Please copy every line of the records below that holds the word "Theory".

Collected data
* * * * * * * * *
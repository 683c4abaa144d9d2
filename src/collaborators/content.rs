use std::collections::HashMap;
use std::sync::{Mutex, MutexGuard};

use async_trait::async_trait;
use chrono::Utc;
use serde_json::Value;
use sqlx::{Row, SqlitePool};
use uuid::Uuid;

use crate::error::CollaboratorError;

/// Identity of a syllabus: one per topic, level and owner. `user_id = None`
/// is the shared syllabus every user can start from.
#[derive(Debug, Clone, PartialEq, Eq, Hash)]
pub struct SyllabusKey {
    pub topic: String,
    pub level: String,
    pub user_id: Option<String>,
}

impl SyllabusKey {
    pub fn new(topic: &str, level: &str, user_id: Option<&str>) -> Self {
        Self {
            topic: topic.trim().to_string(),
            level: level.to_string(),
            user_id: user_id.map(str::to_string),
        }
    }

    /// Deterministic id, so repeated saves of the same key upsert one record.
    pub fn syllabus_id(&self) -> String {
        let canonical = format!(
            "{}\u{1f}{}\u{1f}{}",
            self.topic.to_lowercase(),
            self.level.to_lowercase(),
            self.user_id.as_deref().unwrap_or("")
        );
        Uuid::new_v5(&Uuid::NAMESPACE_OID, canonical.as_bytes()).to_string()
    }
}

#[derive(Debug, Clone, PartialEq)]
pub struct StoredSyllabus {
    pub id: String,
    pub syllabus: Value,
}

/// Domain persistence used by workflow steps. Every write is an upsert, so a
/// workflow re-run after a crash does not duplicate content.
#[async_trait]
pub trait ContentRepository: Send + Sync {
    async fn find_syllabus(&self, key: &SyllabusKey) -> Result<Option<StoredSyllabus>, CollaboratorError>;

    /// Upsert `syllabus` under `key` and return its stable id.
    async fn save_syllabus(&self, key: &SyllabusKey, syllabus: &Value) -> Result<String, CollaboratorError>;

    async fn load_syllabus(&self, id: &str) -> Result<Option<Value>, CollaboratorError>;

    async fn save_lesson_content(&self, lesson_id: &str, exposition: &str) -> Result<(), CollaboratorError>;

    async fn load_lesson_content(&self, lesson_id: &str) -> Result<Option<String>, CollaboratorError>;
}

#[derive(Debug, Default)]
struct Documents {
    syllabi: HashMap<String, Value>,
    lessons: HashMap<String, String>,
}

#[derive(Debug, Default)]
pub struct InMemoryContentRepository {
    docs: Mutex<Documents>,
}

impl InMemoryContentRepository {
    pub fn new() -> Self {
        Self::default()
    }

    fn lock(&self) -> Result<MutexGuard<'_, Documents>, CollaboratorError> {
        self.docs
            .lock()
            .map_err(|_| CollaboratorError::Storage("content lock poisoned".into()))
    }
}

#[async_trait]
impl ContentRepository for InMemoryContentRepository {
    async fn find_syllabus(&self, key: &SyllabusKey) -> Result<Option<StoredSyllabus>, CollaboratorError> {
        let id = key.syllabus_id();
        let docs = self.lock()?;
        Ok(docs.syllabi.get(&id).map(|syllabus| StoredSyllabus {
            id,
            syllabus: syllabus.clone(),
        }))
    }

    async fn save_syllabus(&self, key: &SyllabusKey, syllabus: &Value) -> Result<String, CollaboratorError> {
        let id = key.syllabus_id();
        self.lock()?.syllabi.insert(id.clone(), syllabus.clone());
        Ok(id)
    }

    async fn load_syllabus(&self, id: &str) -> Result<Option<Value>, CollaboratorError> {
        Ok(self.lock()?.syllabi.get(id).cloned())
    }

    async fn save_lesson_content(&self, lesson_id: &str, exposition: &str) -> Result<(), CollaboratorError> {
        self.lock()?
            .lessons
            .insert(lesson_id.to_string(), exposition.to_string());
        Ok(())
    }

    async fn load_lesson_content(&self, lesson_id: &str) -> Result<Option<String>, CollaboratorError> {
        Ok(self.lock()?.lessons.get(lesson_id).cloned())
    }
}

/// Content tables living next to the job table in the same database.
#[derive(Debug, Clone)]
pub struct SqliteContentRepository {
    pool: SqlitePool,
}

fn storage(err: impl std::fmt::Display) -> CollaboratorError {
    CollaboratorError::Storage(err.to_string())
}

impl SqliteContentRepository {
    pub async fn new(pool: SqlitePool) -> Result<Self, CollaboratorError> {
        sqlx::query(
            r#"
            CREATE TABLE IF NOT EXISTS syllabi (
                id          TEXT PRIMARY KEY,
                topic       TEXT NOT NULL,
                level       TEXT NOT NULL,
                user_id     TEXT NULL,
                content     TEXT NOT NULL,
                updated_at  INTEGER NOT NULL
            )
            "#,
        )
        .execute(&pool)
        .await
        .map_err(storage)?;

        sqlx::query(
            r#"
            CREATE TABLE IF NOT EXISTS lesson_contents (
                lesson_id   TEXT PRIMARY KEY,
                exposition  TEXT NOT NULL,
                updated_at  INTEGER NOT NULL
            )
            "#,
        )
        .execute(&pool)
        .await
        .map_err(storage)?;

        Ok(Self { pool })
    }
}

#[async_trait]
impl ContentRepository for SqliteContentRepository {
    async fn find_syllabus(&self, key: &SyllabusKey) -> Result<Option<StoredSyllabus>, CollaboratorError> {
        let id = key.syllabus_id();
        Ok(self
            .load_syllabus(&id)
            .await?
            .map(|syllabus| StoredSyllabus { id, syllabus }))
    }

    async fn save_syllabus(&self, key: &SyllabusKey, syllabus: &Value) -> Result<String, CollaboratorError> {
        let id = key.syllabus_id();
        sqlx::query(
            r#"
            INSERT INTO syllabi (id, topic, level, user_id, content, updated_at)
            VALUES (?1, ?2, ?3, ?4, ?5, ?6)
            ON CONFLICT(id) DO UPDATE SET content = excluded.content, updated_at = excluded.updated_at
            "#,
        )
        .bind(&id)
        .bind(&key.topic)
        .bind(&key.level)
        .bind(key.user_id.as_deref())
        .bind(syllabus.to_string())
        .bind(Utc::now().timestamp_millis())
        .execute(&self.pool)
        .await
        .map_err(storage)?;
        Ok(id)
    }

    async fn load_syllabus(&self, id: &str) -> Result<Option<Value>, CollaboratorError> {
        let row = sqlx::query("SELECT content FROM syllabi WHERE id = ?1")
            .bind(id)
            .fetch_optional(&self.pool)
            .await
            .map_err(storage)?;
        match row {
            Some(row) => {
                let content: String = row.try_get("content").map_err(storage)?;
                Ok(Some(serde_json::from_str(&content).map_err(storage)?))
            }
            None => Ok(None),
        }
    }

    async fn save_lesson_content(&self, lesson_id: &str, exposition: &str) -> Result<(), CollaboratorError> {
        sqlx::query(
            r#"
            INSERT INTO lesson_contents (lesson_id, exposition, updated_at)
            VALUES (?1, ?2, ?3)
            ON CONFLICT(lesson_id) DO UPDATE SET exposition = excluded.exposition, updated_at = excluded.updated_at
            "#,
        )
        .bind(lesson_id)
        .bind(exposition)
        .bind(Utc::now().timestamp_millis())
        .execute(&self.pool)
        .await
        .map_err(storage)?;
        Ok(())
    }

    async fn load_lesson_content(&self, lesson_id: &str) -> Result<Option<String>, CollaboratorError> {
        let row = sqlx::query("SELECT exposition FROM lesson_contents WHERE lesson_id = ?1")
            .bind(lesson_id)
            .fetch_optional(&self.pool)
            .await
            .map_err(storage)?;
        row.map(|row| row.try_get("exposition").map_err(storage))
            .transpose()
    }
}

#[cfg(test)]
mod tests {
    use super::*;
    use crate::store::open_pool;
    use serde_json::json;

    async fn exercise(repo: &dyn ContentRepository) {
        let key = SyllabusKey::new("Graph Theory", "Beginner", Some("u-1"));
        assert!(repo.find_syllabus(&key).await.unwrap().is_none());

        let id = repo.save_syllabus(&key, &json!({"v": 1})).await.unwrap();
        let again = repo.save_syllabus(&key, &json!({"v": 2})).await.unwrap();
        assert_eq!(id, again);

        let found = repo.find_syllabus(&key).await.unwrap().unwrap();
        assert_eq!(found.id, id);
        assert_eq!(found.syllabus, json!({"v": 2}));

        let shared = SyllabusKey::new("Graph Theory", "Beginner", None);
        assert!(repo.find_syllabus(&shared).await.unwrap().is_none());

        repo.save_lesson_content("l-1", "first").await.unwrap();
        repo.save_lesson_content("l-1", "second").await.unwrap();
        assert_eq!(repo.load_lesson_content("l-1").await.unwrap().as_deref(), Some("second"));
    }

    #[test]
    fn syllabus_id_ignores_topic_case_and_padding() {
        let a = SyllabusKey::new("  Rust ", "Advanced", None);
        let b = SyllabusKey::new("rust", "advanced", None);
        assert_eq!(a.syllabus_id(), b.syllabus_id());
        assert_ne!(a.syllabus_id(), SyllabusKey::new("rust", "Beginner", None).syllabus_id());
    }

    #[tokio::test]
    async fn in_memory_upserts() {
        exercise(&InMemoryContentRepository::new()).await;
    }

    #[tokio::test]
    async fn sqlite_upserts() {
        let pool = open_pool("sqlite::memory:", 1).await.unwrap();
        let repo = SqliteContentRepository::new(pool).await.unwrap();
        exercise(&repo).await;
    }
}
* * * * * * * * *
■ Response ■
        let key = SyllabusKey::new("Graph Theory", "Beginner", Some("u-1"));
        let shared = SyllabusKey::new("Graph Theory", "Beginner", None);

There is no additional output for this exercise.